= GIVEN RECORDS =

<<<<

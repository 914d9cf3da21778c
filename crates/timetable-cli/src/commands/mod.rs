pub mod config;
pub mod schedule;
pub mod stats;
pub mod subject;

use std::path::PathBuf;

use chrono::Weekday;
use tracing::debug;
use timetable_core::storage::data_dir;
use timetable_core::{AppState, Config, ValidationError};

/// Config and state loaded from the data directory for one command.
pub struct Workspace {
    dir: PathBuf,
    pub config: Config,
    pub state: AppState,
}

impl Workspace {
    pub fn open() -> Result<Self, Box<dyn std::error::Error>> {
        let dir = data_dir()?;
        let config = Config::load_from(&dir)?;
        let state = AppState::load_from(&dir)?;
        debug!(dir = %dir.display(), subjects = state.subjects.subjects().len(), "opened workspace");
        Ok(Self { dir, config, state })
    }

    pub fn save_state(&self) -> Result<(), Box<dyn std::error::Error>> {
        self.state.save_to(&self.dir)?;
        Ok(())
    }
}

/// clap value parser for weekday arguments.
pub fn parse_day(s: &str) -> Result<Weekday, ValidationError> {
    timetable_core::slot::parse_weekday(s)
}
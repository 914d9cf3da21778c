//! TOML-based application configuration.
//!
//! Stores scheduling preferences:
//! - Run-length cap and optional shuffle seed
//! - The hour window a day is scheduled over
//! - Fixed obligations (the five daily prayers by default)
//! - Which weekdays a generated week covers
//!
//! Configuration is stored at `<data_dir>/config.toml`.

use chrono::Weekday;
use rand::SeedableRng;
use rand_pcg::Mcg128Xsl64;
use serde::{Deserialize, Serialize};
use std::path::{Path, PathBuf};

use crate::calendar::{default_prayers, FixedObligation, HourWindow, ObligationCalendar};
use crate::error::{ConfigError, Result};
use crate::scheduler::SchedulerConfig;
use crate::slot::parse_weekday;

/// Allocator settings.
#[derive(Debug, Clone, Serialize, Deserialize)]
pub struct SchedulerSection {
    #[serde(default = "default_max_consecutive")]
    pub max_consecutive_same_subject: u32,
    /// Fixed shuffle seed; unset draws from OS entropy on every generation.
    #[serde(default)]
    pub seed: Option<u64>,
}

/// Inclusive hour window of a scheduled day.
#[derive(Debug, Clone, Serialize, Deserialize)]
pub struct WindowConfig {
    #[serde(default = "default_start_hour")]
    pub start_hour: u8,
    #[serde(default = "default_end_hour")]
    pub end_hour: u8,
}

/// Weekdays covered by a generated week.
#[derive(Debug, Clone, Serialize, Deserialize)]
pub struct WeekConfig {
    #[serde(default = "default_days")]
    pub days: Vec<String>,
}

/// Application configuration.
///
/// Serialized to/from TOML at `<data_dir>/config.toml`.
#[derive(Debug, Clone, Serialize, Deserialize)]
pub struct Config {
    #[serde(default)]
    pub scheduler: SchedulerSection,
    #[serde(default)]
    pub window: WindowConfig,
    #[serde(default)]
    pub week: WeekConfig,
    #[serde(default = "default_prayers")]
    pub obligations: Vec<FixedObligation>,
}

// Default functions
fn default_max_consecutive() -> u32 {
    3
}
fn default_start_hour() -> u8 {
    4
}
fn default_end_hour() -> u8 {
    23
}
fn default_days() -> Vec<String> {
    ["Mon", "Tue", "Wed", "Thu", "Fri", "Sat", "Sun"]
        .into_iter()
        .map(String::from)
        .collect()
}

impl Default for SchedulerSection {
    fn default() -> Self {
        Self {
            max_consecutive_same_subject: default_max_consecutive(),
            seed: None,
        }
    }
}

impl Default for WindowConfig {
    fn default() -> Self {
        Self {
            start_hour: default_start_hour(),
            end_hour: default_end_hour(),
        }
    }
}

impl Default for WeekConfig {
    fn default() -> Self {
        Self {
            days: default_days(),
        }
    }
}

impl Default for Config {
    fn default() -> Self {
        Self {
            scheduler: SchedulerSection::default(),
            window: WindowConfig::default(),
            week: WeekConfig::default(),
            obligations: default_prayers(),
        }
    }
}

impl Config {
    fn get_json_value_by_path<'a>(
        root: &'a serde_json::Value,
        key: &str,
    ) -> Option<&'a serde_json::Value> {
        if key.is_empty() {
            return None;
        }

        let mut current = root;
        for part in key.split('.') {
            current = current.get(part)?;
        }
        Some(current)
    }

    fn parse_scalar(key: &str, value: &str) -> Result<serde_json::Value, ConfigError> {
        let invalid = |message: String| ConfigError::InvalidValue {
            key: key.to_string(),
            message,
        };
        if let Ok(n) = value.parse::<u64>() {
            return Ok(serde_json::Value::Number(n.into()));
        }
        if let Ok(n) = value.parse::<f64>() {
            return serde_json::Number::from_f64(n)
                .map(serde_json::Value::Number)
                .ok_or_else(|| invalid(format!("cannot parse '{value}' as number")));
        }
        if let Ok(b) = value.parse::<bool>() {
            return Ok(serde_json::Value::Bool(b));
        }
        Ok(serde_json::Value::String(value.into()))
    }

    fn set_json_value_by_path(
        root: &mut serde_json::Value,
        key: &str,
        value: &str,
    ) -> Result<(), ConfigError> {
        let unknown = || ConfigError::UnknownKey(key.to_string());
        let invalid = |message: String| ConfigError::InvalidValue {
            key: key.to_string(),
            message,
        };

        let mut parts = key.split('.').peekable();
        if key.is_empty() {
            return Err(unknown());
        }

        let mut current = root;
        while let Some(part) = parts.next() {
            let is_leaf = parts.peek().is_none();
            if is_leaf {
                let obj = current.as_object_mut().ok_or_else(unknown)?;
                let existing = obj.get(part).ok_or_else(unknown)?;

                let new_value = match existing {
                    serde_json::Value::Bool(_) => serde_json::Value::Bool(
                        value.parse::<bool>().map_err(|e| invalid(e.to_string()))?,
                    ),
                    serde_json::Value::Number(_) => match Self::parse_scalar(key, value)? {
                        n @ serde_json::Value::Number(_) => n,
                        _ => return Err(invalid(format!("cannot parse '{value}' as number"))),
                    },
                    serde_json::Value::Object(_) | serde_json::Value::Array(_) => {
                        serde_json::from_str(value).map_err(|e| invalid(e.to_string()))?
                    }
                    // Unset optionals take whatever the text parses as.
                    serde_json::Value::Null => Self::parse_scalar(key, value)?,
                    serde_json::Value::String(_) => serde_json::Value::String(value.into()),
                };

                obj.insert(part.to_string(), new_value);
                return Ok(());
            }

            current = current.get_mut(part).ok_or_else(unknown)?;
        }

        Err(unknown())
    }

    /// Config file location inside `dir`.
    pub fn path_in(dir: &Path) -> PathBuf {
        dir.join("config.toml")
    }

    /// Load from `dir`, writing and returning the default when absent.
    ///
    /// # Errors
    ///
    /// Returns an error if the config file exists but cannot be parsed or
    /// fails validation, or if the default config cannot be written.
    pub fn load_from(dir: &Path) -> Result<Self> {
        let path = Self::path_in(dir);
        match std::fs::read_to_string(&path) {
            Ok(content) => {
                let cfg: Config = toml::from_str(&content).map_err(|e| ConfigError::LoadFailed {
                    path: path.clone(),
                    message: e.to_string(),
                })?;
                cfg.validate()?;
                Ok(cfg)
            }
            Err(e) if e.kind() == std::io::ErrorKind::NotFound => {
                let cfg = Self::default();
                cfg.save_to(dir)?;
                Ok(cfg)
            }
            Err(e) => Err(ConfigError::LoadFailed {
                path,
                message: e.to_string(),
            }
            .into()),
        }
    }

    /// Persist to `dir`.
    ///
    /// # Errors
    ///
    /// Returns an error if the config cannot be serialized or written to disk.
    pub fn save_to(&self, dir: &Path) -> Result<()> {
        let path = Self::path_in(dir);
        let save_failed = |message: String| ConfigError::SaveFailed {
            path: path.clone(),
            message,
        };
        let content = toml::to_string_pretty(self).map_err(|e| save_failed(e.to_string()))?;
        std::fs::write(&path, content).map_err(|e| save_failed(e.to_string()))?;
        Ok(())
    }

    /// Get a config value as string by dot-separated key.
    pub fn get(&self, key: &str) -> Option<String> {
        let json = serde_json::to_value(self).ok()?;
        let val = Self::get_json_value_by_path(&json, key)?;
        match val {
            serde_json::Value::String(s) => Some(s.clone()),
            other => Some(other.to_string()),
        }
    }

    /// Set a config value by key. Does not persist; call [`Config::save_to`].
    ///
    /// # Errors
    ///
    /// Returns an error if the key is unknown, the value cannot be parsed,
    /// or the result fails validation. `self` is unchanged on error.
    pub fn set(&mut self, key: &str, value: &str) -> Result<()> {
        let mut json = serde_json::to_value(&*self)?;
        Self::set_json_value_by_path(&mut json, key, value)?;
        let updated: Config = serde_json::from_value(json).map_err(|e| ConfigError::InvalidValue {
            key: key.to_string(),
            message: e.to_string(),
        })?;
        updated.validate()?;
        *self = updated;
        Ok(())
    }

    /// Check every section converts into its domain type.
    pub fn validate(&self) -> Result<(), ConfigError> {
        if self.scheduler.max_consecutive_same_subject == 0 {
            return Err(ConfigError::InvalidValue {
                key: "scheduler.max_consecutive_same_subject".into(),
                message: "must be at least 1".into(),
            });
        }
        self.window()?;
        self.calendar()?;
        self.weekdays()?;
        Ok(())
    }

    pub fn scheduler_config(&self) -> SchedulerConfig {
        SchedulerConfig {
            max_consecutive_same_subject: self.scheduler.max_consecutive_same_subject,
        }
    }

    pub fn window(&self) -> Result<HourWindow, ConfigError> {
        HourWindow::new(self.window.start_hour, self.window.end_hour).map_err(|e| {
            ConfigError::InvalidValue {
                key: "window".into(),
                message: e.to_string(),
            }
        })
    }

    pub fn calendar(&self) -> Result<ObligationCalendar, ConfigError> {
        ObligationCalendar::new(self.obligations.clone()).map_err(|e| ConfigError::InvalidValue {
            key: "obligations".into(),
            message: e.to_string(),
        })
    }

    pub fn weekdays(&self) -> Result<Vec<Weekday>, ConfigError> {
        self.week
            .days
            .iter()
            .map(|d| parse_weekday(d))
            .collect::<Result<Vec<_>, _>>()
            .map_err(|e| ConfigError::InvalidValue {
                key: "week.days".into(),
                message: e.to_string(),
            })
    }

    /// Shuffle source: seeded when `scheduler.seed` is set, entropy otherwise.
    pub fn rng(&self) -> Mcg128Xsl64 {
        match self.scheduler.seed {
            Some(seed) => Mcg128Xsl64::seed_from_u64(seed),
            None => Mcg128Xsl64::from_entropy(),
        }
    }
}
use chrono::Weekday;
use clap::Subcommand;
use timetable_core::{SlotAllocator, WeekSchedule};

use super::{parse_day, Workspace};

#[derive(Subcommand)]
pub enum ScheduleAction {
    /// Generate a new week, discarding the current one
    Generate,
    /// Show a day as JSON
    Show {
        /// Day to show (defaults to the selected day)
        #[arg(long, value_parser = parse_day)]
        day: Option<Weekday>,
        /// Show every day
        #[arg(long, conflicts_with = "day")]
        week: bool,
    },
    /// Select the current day
    Select {
        #[arg(value_parser = parse_day)]
        day: Weekday,
    },
    /// Toggle completion of a slot
    Toggle {
        #[arg(value_parser = parse_day)]
        day: Weekday,
        /// Slot index within the day (0-based)
        index: usize,
    },
    /// Assign any subject name (or "Free") to a slot
    Assign {
        #[arg(value_parser = parse_day)]
        day: Weekday,
        /// Slot index within the day (0-based)
        index: usize,
        /// New assignment
        subject: String,
    },
}

fn print_slot(week: &WeekSchedule, day: Weekday, index: usize) -> Result<(), Box<dyn std::error::Error>> {
    if let Some(slot) = week.day(day).and_then(|d| d.get(index)) {
        println!("{}", serde_json::to_string_pretty(slot)?);
    }
    Ok(())
}

pub fn run(action: ScheduleAction) -> Result<(), Box<dyn std::error::Error>> {
    let mut ws = Workspace::open()?;

    match action {
        ScheduleAction::Generate => {
            let config = &ws.config;
            let allocator = SlotAllocator::with_config(config.scheduler_config());
            let calendar = config.calendar()?;
            let hours = config.window()?.hours();
            let weekdays = config.weekdays()?;
            let mut rng = config.rng();

            ws.state.schedule.regenerate(
                &allocator,
                ws.state.subjects.subjects(),
                &calendar,
                &hours,
                &weekdays,
                &mut rng,
            )?;
            ws.save_state()?;
            println!("generated {} days", weekdays.len());
        }
        ScheduleAction::Show { day, week } => {
            let store = &ws.state.schedule;
            if week {
                println!("{}", serde_json::to_string_pretty(store.week())?);
            } else {
                let day = day.unwrap_or(store.selected_day());
                let schedule = store.day(day).cloned().unwrap_or_default();
                println!("{}", serde_json::to_string_pretty(&schedule)?);
            }
        }
        ScheduleAction::Select { day } => {
            ws.state.schedule.select_day(day);
            ws.save_state()?;
            println!("selected {day}");
        }
        ScheduleAction::Toggle { day, index } => {
            if ws.state.schedule.toggle_completion(day, index) {
                ws.save_state()?;
                print_slot(ws.state.schedule.week(), day, index)?;
            } else {
                println!("no change");
            }
        }
        ScheduleAction::Assign {
            day,
            index,
            subject,
        } => {
            if ws.state.schedule.reassign_slot(day, index, &subject) {
                ws.save_state()?;
                print_slot(ws.state.schedule.week(), day, index)?;
            } else {
                println!("no change");
            }
        }
    }
    Ok(())
}
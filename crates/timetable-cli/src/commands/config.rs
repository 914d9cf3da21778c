use clap::Subcommand;
use timetable_core::storage::data_dir;
use timetable_core::Config;

#[derive(Subcommand)]
pub enum ConfigAction {
    /// Get a config value
    Get {
        /// Config key (e.g. "scheduler.max_consecutive_same_subject", "window.start_hour")
        key: String,
    },
    /// Set a config value
    Set {
        /// Config key
        key: String,
        /// New value (JSON for lists such as "obligations")
        value: String,
    },
    /// List all config values
    List,
    /// Reset config to defaults
    Reset,
}

pub fn run(action: ConfigAction) -> Result<(), Box<dyn std::error::Error>> {
    let dir = data_dir()?;

    match action {
        ConfigAction::Get { key } => {
            let config = Config::load_from(&dir)?;
            match config.get(&key) {
                Some(value) => println!("{value}"),
                None => return Err(format!("unknown key: {key}").into()),
            }
        }
        ConfigAction::Set { key, value } => {
            let mut config = Config::load_from(&dir)?;
            config.set(&key, &value)?;
            config.save_to(&dir)?;
            println!("ok");
        }
        ConfigAction::List => {
            let config = Config::load_from(&dir)?;
            let json = serde_json::to_string_pretty(&config)?;
            println!("{json}");
        }
        ConfigAction::Reset => {
            let config = Config::default();
            config.save_to(&dir)?;
            println!("config reset to defaults");
        }
    }
    Ok(())
}
//! Local JSON state: the subject roster and the current week.
//!
//! Stored at `<data_dir>/state.json`. Saves go through a temporary file and
//! a rename, so readers see either the old state or the new one.

use serde::{Deserialize, Serialize};
use std::path::{Path, PathBuf};
use tracing::info;

use crate::error::{Result, StorageError};
use crate::store::SlotStateStore;
use crate::subject::Roster;

/// Everything the application keeps between runs.
#[derive(Debug, Clone, Default, PartialEq, Eq, Serialize, Deserialize)]
pub struct AppState {
    #[serde(default)]
    pub subjects: Roster,
    #[serde(default)]
    pub schedule: SlotStateStore,
}

impl AppState {
    /// State file location inside `dir`.
    pub fn path_in(dir: &Path) -> PathBuf {
        dir.join("state.json")
    }

    /// Load from `dir`. A missing file is an empty state.
    ///
    /// # Errors
    /// Returns an error if the file exists but cannot be read or parsed.
    pub fn load_from(dir: &Path) -> Result<Self> {
        let path = Self::path_in(dir);
        let content = match std::fs::read_to_string(&path) {
            Ok(content) => content,
            Err(e) if e.kind() == std::io::ErrorKind::NotFound => return Ok(Self::default()),
            Err(source) => return Err(StorageError::ReadFailed { path, source }.into()),
        };
        let state: Self = serde_json::from_str(&content)
            .map_err(|source| StorageError::Corrupt { path: path.clone(), source })?;
        info!(path = %path.display(), "loaded state");
        Ok(state)
    }

    /// Write to `dir` atomically.
    ///
    /// # Errors
    /// Returns an error if serialization or any file operation fails.
    pub fn save_to(&self, dir: &Path) -> Result<()> {
        let path = Self::path_in(dir);
        let tmp = path.with_extension("json.tmp");
        let content = serde_json::to_string_pretty(self)?;

        std::fs::write(&tmp, content).map_err(|source| StorageError::WriteFailed {
            path: tmp.clone(),
            source,
        })?;
        std::fs::rename(&tmp, &path).map_err(|source| StorageError::WriteFailed {
            path: path.clone(),
            source,
        })?;
        info!(path = %path.display(), "saved state");
        Ok(())
    }
}
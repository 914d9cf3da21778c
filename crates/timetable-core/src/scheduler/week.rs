//! Weekly expansion: one independent day per weekday.

use chrono::Weekday;
use rand::Rng;
use tracing::info;

use super::SlotAllocator;
use crate::calendar::ObligationCalendar;
use crate::error::ValidationError;
use crate::slot::{ScheduledDay, WeekSchedule};
use crate::subject::{self, Subject};

impl SlotAllocator {
    /// Generate a week, one call to [`SlotAllocator::generate_day`] per
    /// weekday in the given order. Hours per day are a daily budget; nothing
    /// carries over between days.
    ///
    /// # Errors
    /// [`ValidationError::NoRequestedHours`] when no schedulable subject
    /// requests any time. Nothing is generated in that case.
    pub fn generate_week<R: Rng + ?Sized>(
        &self,
        subjects: &[Subject],
        calendar: &ObligationCalendar,
        hours: &[u8],
        weekdays: &[Weekday],
        rng: &mut R,
    ) -> Result<WeekSchedule, ValidationError> {
        let requested = subject::total_daily_hours(subjects);
        if requested == 0 {
            return Err(ValidationError::NoRequestedHours);
        }

        let days = weekdays
            .iter()
            .map(|&weekday| ScheduledDay {
                weekday,
                slots: self.generate_day(subjects, calendar, hours, rng),
            })
            .collect();

        info!(days = weekdays.len(), requested, "generated week");
        Ok(WeekSchedule::new(days))
    }
}

#[cfg(test)]
mod tests {
    use super::*;
    use crate::calendar::HourWindow;
    use crate::slot::full_week;
    use crate::subject::Priority;
    use rand::SeedableRng;
    use rand_pcg::Mcg128Xsl64;

    #[test]
    fn test_week_has_one_day_per_weekday_in_order() {
        let allocator = SlotAllocator::new();
        let subjects = vec![Subject::new("Math", 2, Priority::High)];
        let weekdays = vec![Weekday::Sat, Weekday::Mon, Weekday::Wed];
        let mut rng = Mcg128Xsl64::seed_from_u64(1);

        let week = allocator
            .generate_week(
                &subjects,
                &ObligationCalendar::default(),
                &HourWindow::default().hours(),
                &weekdays,
                &mut rng,
            )
            .unwrap();

        assert_eq!(week.weekdays().collect::<Vec<_>>(), weekdays);
        for day in week.days() {
            assert_eq!(day.slots.len(), 20);
            assert_eq!(day.slots.study_slots().count(), 2);
        }
    }

    #[test]
    fn test_daily_budget_is_not_split_across_week() {
        let allocator = SlotAllocator::new();
        let subjects = vec![
            Subject::new("Math", 3, Priority::High),
            Subject::new("Art", 1, Priority::Low),
        ];
        let mut rng = Mcg128Xsl64::seed_from_u64(2);

        let week = allocator
            .generate_week(
                &subjects,
                &ObligationCalendar::default(),
                &HourWindow::default().hours(),
                &full_week(),
                &mut rng,
            )
            .unwrap();

        assert_eq!(week.days().len(), 7);
        assert_eq!(week.slots().filter(|s| s.is_study()).count(), 28);
    }

    #[test]
    fn test_demand_summing_past_u32_fills_every_day() {
        let allocator = SlotAllocator::new();
        let subjects = vec![
            Subject::new("Math", u32::MAX / 2 + 1, Priority::High),
            Subject::new("Art", u32::MAX / 2 + 1, Priority::Low),
        ];
        let mut rng = Mcg128Xsl64::seed_from_u64(4);

        let week = allocator
            .generate_week(
                &subjects,
                &ObligationCalendar::default(),
                &HourWindow::default().hours(),
                &full_week(),
                &mut rng,
            )
            .unwrap();

        for day in week.days() {
            assert_eq!(day.slots.study_slots().count(), 15);
        }
    }

    #[test]
    fn test_zero_requested_hours_is_refused() {
        let allocator = SlotAllocator::new();
        let subjects = vec![
            Subject::new("Math", 0, Priority::High),
            Subject::new("", 5, Priority::High),
        ];
        let mut rng = Mcg128Xsl64::seed_from_u64(3);

        let result = allocator.generate_week(
            &subjects,
            &ObligationCalendar::default(),
            &HourWindow::default().hours(),
            &full_week(),
            &mut rng,
        );
        assert_eq!(result, Err(ValidationError::NoRequestedHours));
    }
}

>>>>

= ASSIGNMENT =
State how many lines in the records above contain the word "when". Write the number alone.

= RESULT OF THE EXERCISE =
3